Causation A causation exists between two factors if a one factor causes, determines or results in the other factor’s data to rise or decline.
Correlation as a result of causation As with drinking and auto accidents, we can often infer that a correlation is tied to causation. Another equally clear case can be made by considering tobacco use and lung cancer. The numbers correlate, one can equate the amount one smokes with the likelihood of succumbing to lung cancer. Those who smoke more have a higher percentage of their population inflicted with lung cancer. And, for years, the Surgeon General has been telling us that smoking causes lung cancer. The more you smoke, the higher the risk of developing lung cancer.

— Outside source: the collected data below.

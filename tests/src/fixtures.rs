//! Models shared by the integration tests.

use strata::{
    schema::app::{EntityId, MappingStrategy, PropertyId},
    stmt::Type,
    Db, EntityConfig, ModelConfig,
};

/// An abstract `Animal` with two concrete types, `Eagle` and `Kiwi`,
/// mapped with `strategy`.
pub fn zoo(strategy: MappingStrategy) -> ModelConfig {
    ModelConfig::new()
        .entity(
            EntityConfig::new("Animal")
                .is_abstract()
                .strategy(strategy)
                .key("Id", Type::I64)
                .property("Name", Type::String),
        )
        .entity(
            EntityConfig::new("Eagle")
                .parent("Animal")
                .property("Wingspan", Type::F64),
        )
        .entity(
            EntityConfig::new("Kiwi")
                .parent("Animal")
                .property("FoundOn", Type::String),
        )
}

/// Customers with orders, order lines, and reviews.
pub fn store() -> ModelConfig {
    ModelConfig::new()
        .entity(
            EntityConfig::new("Customer")
                .key("Id", Type::I64)
                .property("Name", Type::String)
                .has_many("Orders", "Order", &["CustomerId"])
                .has_many("Reviews", "Review", &["CustomerId"]),
        )
        .entity(
            EntityConfig::new("Order")
                .key("Id", Type::I64)
                .property("CustomerId", Type::I64)
                .property("Total", Type::F64)
                .has_many("Lines", "Line", &["OrderId"]),
        )
        .entity(
            EntityConfig::new("Line")
                .key("Id", Type::I64)
                .property("OrderId", Type::I64)
                .property("Product", Type::String)
                .property("Quantity", Type::I64),
        )
        .entity(
            EntityConfig::new("Review")
                .key("Id", Type::I64)
                .property("CustomerId", Type::I64)
                .property("Stars", Type::I64),
        )
}

/// Inserts three customers, four orders, five lines, and two reviews.
///
/// Customer 3 has no orders.
pub async fn seed_store(db: &Db) {
    let statements = [
        r#"INSERT INTO "Customers" ("Id", "Name") VALUES (1, 'Ada'), (2, 'Grace'), (3, 'Edsger')"#,
        r#"INSERT INTO "Orders" ("Id", "CustomerId", "Total")
           VALUES (10, 1, 12.5), (11, 1, 3.0), (12, 2, 40.0), (13, 2, 7.25)"#,
        r#"INSERT INTO "Lines" ("Id", "OrderId", "Product", "Quantity")
           VALUES (100, 10, 'Tea', 2), (101, 10, 'Cups', 4), (102, 11, 'Honey', 1),
                  (103, 12, 'Kettle', 1), (104, 13, 'Spoons', 6)"#,
        r#"INSERT INTO "Reviews" ("Id", "CustomerId", "Stars") VALUES (1000, 1, 5), (1001, 2, 3)"#,
    ];

    for sql in statements {
        db.execute(sql, vec![]).await.unwrap();
    }
}

pub fn entity(db: &Db, name: &str) -> EntityId {
    db.schema()
        .app
        .entity_by_name(name)
        .unwrap_or_else(|| panic!("no entity type named `{name}`"))
        .id
}

pub fn prop(db: &Db, entity_name: &str, name: &str) -> PropertyId {
    let app = &db.schema().app;
    let entity = entity(db, entity_name);

    app.find_property(entity, name)
        .unwrap_or_else(|| panic!("`{entity_name}` has no property named `{name}`"))
        .id
}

Correlation with no causation. Hidden factors Just because two factors correlate does not mean one factor causes the other. One of the easiest examples to spotlight the difference and to have it plainly explained is to look at a common correlation between divorce and death. In most states, there is a significant negative correlation between the two, the more divorces, the less deaths. Since the two correlate negatively, the natural question arises, does getting a divorce reduce the risk of dying; does staying married increase the chance of dying? All joking aside about the obvious hidden implication, it is a third unseen factor that causes the correlation. Death and divorce do not have a causal relationship. Age does. The older the married couple, the less the likelihood they will get a divorce. The older the married couple, the higher likelihood they will pass away. There is a negative correlation between divorce and age and a positive correlation between age and death. The younger you are, the more likely you are to get divorced. The older you are, the more likely you are to pass away. Since the higher number of divorces occur with younger people, and since younger people tend to live longer, we have a transitive relationship implying the higher number of divorces relating to the longer life spans. Correlation. Causation. Very different. Yes, there is a correlation between divorce and death. No, neither causes the other. In plain English, getting a divorce will not increase or decrease the likelihood you will die.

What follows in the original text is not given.